Friends' specificity: the figures are different from classic minifigures. Taller (6 cm vs 4 cm), with more realistic articulation, molded hair, varied expressions. This modification is polarizing: some love it (more realistic, more narrative), others regret the loss of iconic simplicity. For children who like it, it's very addictive.
Friends sub-themes: each friend's house, the cafe, the shopping mall, the pizzeria, the animal park, the veterinary clinic, the music studio, the country house. Richly detailed sets, numerous accessories (miniature animals, musical instruments, kitchen utensils).
The range has often been criticized for its "for girls" marketing orientation. LEGO has evolved since: current sets include boys and girls among the friends, less visible stereotypical professions, expanded color palette. Nevertheless, Friends is generally more appreciated by girls between 6 and 12 years old, which should not prevent boys from playing with it if they wish.
Friends' strength: its rich narrative. More than City, Friends builds a coherent universe with recurring characters, interconnected locations, and evolving storylines. A collection of 5-6 Friends sets creates a real miniature Heartlake, infinitely re-playable.
Weakness: re-playability outside the universe is lower. Very specific pieces (detailed furniture, miniature accessories) are difficult to integrate into free builds or City. Children who want to mix their collection sometimes find Friends isolated.
Strategy: start with a hub set (the cafe, Olivia's house) at €30-60, then add satellite sets over time. Investing in a large set every 2-3 years (e.g., the "Beach Resort" at €150) maintains interest over the long term.
LEGO Star Wars: the queen license
Star Wars is the most iconic and profitable collaboration in LEGO history. Launched in 1999, it saved the financially struggling company and remains today the range most collected by adults (AFOL, Adult Fans Of LEGO).

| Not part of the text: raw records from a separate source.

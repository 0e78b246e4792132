use serde::{Deserialize, Serialize};

/// Year-over-year growth and compound growth for one line item, in percent.
#[derive(Debug, Clone, Default, PartialEq, Serialize, Deserialize)]
pub struct GrowthMetrics {
    /// Most recent annual value
    pub current: Option<f64>,
    #[serde(rename = "1y")]
    pub one_year: Option<f64>,
    #[serde(rename = "3y_cagr")]
    pub three_year_cagr: Option<f64>,
    #[serde(rename = "5y_cagr")]
    pub five_year_cagr: Option<f64>,
}

#[derive(Debug, Clone, Default, PartialEq, Serialize, Deserialize)]
pub struct GrowthRates {
    pub revenue: GrowthMetrics,
    pub earnings: GrowthMetrics,
    /// Operating cash flow plus (negative) capital expenditure
    pub fcf: GrowthMetrics,
}

#[derive(Debug, Clone, PartialEq, Serialize, Deserialize)]
pub struct FcfMetrics {
    pub fcf: f64,
    /// Percent of market capitalization
    pub fcf_yield: Option<f64>,
    pub fcf_per_share: Option<f64>,
    /// Percent of revenue
    pub fcf_margin: Option<f64>,
}

#[derive(Debug, Clone, Default, PartialEq, Serialize, Deserialize)]
pub struct CurrentMargins {
    #[serde(default, skip_serializing_if = "Option::is_none")]
    pub gross_margin: Option<f64>,
    #[serde(default, skip_serializing_if = "Option::is_none")]
    pub operating_margin: Option<f64>,
    #[serde(default, skip_serializing_if = "Option::is_none")]
    pub ebitda_margin: Option<f64>,
    #[serde(default, skip_serializing_if = "Option::is_none")]
    pub net_margin: Option<f64>,
}

impl CurrentMargins {
    pub fn is_empty(&self) -> bool {
        self.gross_margin.is_none()
            && self.operating_margin.is_none()
            && self.ebitda_margin.is_none()
            && self.net_margin.is_none()
    }
}

#[derive(Debug, Clone, Copy, PartialEq, Eq, Serialize, Deserialize)]
pub enum MarginDirection {
    Improving,
    Declining,
    Stable,
}

/// Net margin over the three most recent fiscal years.
#[derive(Debug, Clone, Default, PartialEq, Serialize, Deserialize)]
pub struct MarginTrend {
    #[serde(default, skip_serializing_if = "Option::is_none")]
    pub current: Option<f64>,
    #[serde(rename = "1y_ago", default, skip_serializing_if = "Option::is_none")]
    pub one_year_ago: Option<f64>,
    #[serde(rename = "2y_ago", default, skip_serializing_if = "Option::is_none")]
    pub two_years_ago: Option<f64>,
    #[serde(default, skip_serializing_if = "Option::is_none")]
    pub direction: Option<MarginDirection>,
}

#[derive(Debug, Clone, Default, PartialEq, Serialize, Deserialize)]
pub struct Margins {
    pub current: CurrentMargins,
    pub trend: MarginTrend,
}

/// Turnover ratios and days outstanding. Ratios with a zero or missing
/// denominator are left out.
#[derive(Debug, Clone, Default, PartialEq, Serialize, Deserialize)]
pub struct EfficiencyRatios {
    #[serde(default, skip_serializing_if = "Option::is_none")]
    pub asset_turnover: Option<f64>,
    #[serde(default, skip_serializing_if = "Option::is_none")]
    pub inventory_turnover: Option<f64>,
    #[serde(default, skip_serializing_if = "Option::is_none")]
    pub days_inventory_outstanding: Option<f64>,
    #[serde(default, skip_serializing_if = "Option::is_none")]
    pub receivables_turnover: Option<f64>,
    #[serde(default, skip_serializing_if = "Option::is_none")]
    pub days_sales_outstanding: Option<f64>,
    #[serde(default, skip_serializing_if = "Option::is_none")]
    pub payables_turnover: Option<f64>,
    #[serde(default, skip_serializing_if = "Option::is_none")]
    pub days_payable_outstanding: Option<f64>,
    #[serde(default, skip_serializing_if = "Option::is_none")]
    pub cash_conversion_cycle: Option<f64>,
}

impl EfficiencyRatios {
    pub fn is_empty(&self) -> bool {
        *self == Self::default()
    }
}

/// ROE = net margin x asset turnover x equity multiplier.
#[derive(Debug, Clone, Default, PartialEq, Serialize, Deserialize)]
pub struct DupontAnalysis {
    /// Percent
    #[serde(default, skip_serializing_if = "Option::is_none")]
    pub net_margin: Option<f64>,
    #[serde(default, skip_serializing_if = "Option::is_none")]
    pub asset_turnover: Option<f64>,
    #[serde(default, skip_serializing_if = "Option::is_none")]
    pub equity_multiplier: Option<f64>,
    /// Percent
    #[serde(default, skip_serializing_if = "Option::is_none")]
    pub roe_calculated: Option<f64>,
    /// Percent, from the ticker profile
    #[serde(default, skip_serializing_if = "Option::is_none")]
    pub roe_reported: Option<f64>,
}

impl DupontAnalysis {
    pub fn is_empty(&self) -> bool {
        *self == Self::default()
    }
}

#[derive(Debug, Clone, Copy, PartialEq, Eq, Serialize, Deserialize)]
pub enum AltmanZone {
    Safe,
    Grey,
    Distress,
}

impl AltmanZone {
    pub fn classify(z_score: f64, safe: f64, distress: f64) -> Self {
        if z_score > safe {
            AltmanZone::Safe
        } else if z_score > distress {
            AltmanZone::Grey
        } else {
            AltmanZone::Distress
        }
    }
}

/// The five weighted ratios behind the Z-score.
#[derive(Debug, Clone, PartialEq, Serialize, Deserialize)]
pub struct AltmanComponents {
    /// Working capital / total assets
    pub x1: f64,
    /// Retained earnings / total assets
    pub x2: f64,
    /// EBIT / total assets
    pub x3: f64,
    /// Market cap / total assets
    pub x4: f64,
    /// Revenue / total assets
    pub x5: f64,
}

#[derive(Debug, Clone, PartialEq, Serialize, Deserialize)]
pub struct AltmanZScore {
    pub score: f64,
    pub zone: AltmanZone,
    pub components: AltmanComponents,
}

#[derive(Debug, Clone, Copy, PartialEq, Eq, Serialize, Deserialize)]
pub enum FScoreStrength {
    Strong,
    Average,
    Weak,
}

impl FScoreStrength {
    pub fn classify(score: u8, min_strong: u8, min_average: u8) -> Self {
        if score >= min_strong {
            FScoreStrength::Strong
        } else if score >= min_average {
            FScoreStrength::Average
        } else {
            FScoreStrength::Weak
        }
    }
}

/// Outcome of each Piotroski test. `None` means the inputs were not available
/// and the point was withheld.
#[derive(Debug, Clone, Default, PartialEq, Serialize, Deserialize)]
pub struct PiotroskiCriteria {
    pub positive_net_income: Option<bool>,
    pub positive_operating_cash_flow: Option<bool>,
    pub roa_increased: Option<bool>,
    pub cash_flow_exceeds_net_income: Option<bool>,
    pub long_term_debt_decreased: Option<bool>,
    pub current_ratio_increased: Option<bool>,
    /// Never evaluated: historical share counts are not part of the inputs.
    pub no_new_shares: Option<bool>,
    pub gross_margin_increased: Option<bool>,
    pub asset_turnover_increased: Option<bool>,
}

impl PiotroskiCriteria {
    pub fn passed(&self) -> u8 {
        [
            self.positive_net_income,
            self.positive_operating_cash_flow,
            self.roa_increased,
            self.cash_flow_exceeds_net_income,
            self.long_term_debt_decreased,
            self.current_ratio_increased,
            self.no_new_shares,
            self.gross_margin_increased,
            self.asset_turnover_increased,
        ]
        .iter()
        .filter(|c| **c == Some(true))
        .count() as u8
    }
}

#[derive(Debug, Clone, PartialEq, Serialize, Deserialize)]
pub struct PiotroskiFScore {
    /// Lower bound: unavailable criteria contribute nothing
    pub score: u8,
    pub max_score: u8,
    pub strength: FScoreStrength,
    pub criteria: PiotroskiCriteria,
}

#[derive(Debug, Clone, Default, PartialEq, Serialize, Deserialize)]
pub struct QualityScores {
    pub altman_z: Option<AltmanZScore>,
    pub piotroski_f: Option<PiotroskiFScore>,
}

/// Everything `calculate_all` produces for one ticker.
#[derive(Debug, Clone, Default, PartialEq, Serialize, Deserialize)]
pub struct FundamentalReport {
    #[serde(default, skip_serializing_if = "Option::is_none")]
    pub ticker: Option<String>,
    #[serde(default, skip_serializing_if = "Option::is_none")]
    pub company_name: Option<String>,
    #[serde(default, skip_serializing_if = "Option::is_none")]
    pub sector: Option<String>,
    #[serde(default, skip_serializing_if = "Option::is_none")]
    pub industry: Option<String>,
    pub growth_rates: GrowthRates,
    #[serde(default, skip_serializing_if = "Option::is_none")]
    pub fcf_metrics: Option<FcfMetrics>,
    pub margins: Margins,
    pub efficiency: EfficiencyRatios,
    pub dupont: DupontAnalysis,
    pub quality_scores: QualityScores,
}

impl FundamentalReport {
    /// Names of grouped metrics that came back empty.
    pub fn missing_sections(&self) -> Vec<&'static str> {
        let mut missing = Vec::new();
        if self.growth_rates == GrowthRates::default() {
            missing.push("growth_rates");
        }
        if self.fcf_metrics.is_none() {
            missing.push("fcf_metrics");
        }
        if self.margins.current.is_empty() {
            missing.push("margins");
        }
        if self.efficiency.is_empty() {
            missing.push("efficiency");
        }
        if self.dupont.is_empty() {
            missing.push("dupont");
        }
        if self.quality_scores.altman_z.is_none() {
            missing.push("altman_z");
        }
        if self.quality_scores.piotroski_f.is_none() {
            missing.push("piotroski_f");
        }
        missing
    }
}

The structure of the range: sets for children (€70-300, medium level of detail), "advanced" sets for teenagers and adult beginners (€200-500), and UCS (Ultimate Collector Series) sets for enthusiasts and collectors (€300-850). UCS sets are very faithful reproductions with thousands of pieces, an informative plaque, and several days of assembly.
Sub-themes: the original trilogy (Hope, Empire, Return of the Jedi), prequel trilogy (Menace, Attack, Revenge), new trilogy (Awakening, Last, Rise), Mandalorian, Boba Fett, Andor, animated series. With each film or series, LEGO releases associated sets. This regularity fuels collecting but can also be discouraging ("there's too much").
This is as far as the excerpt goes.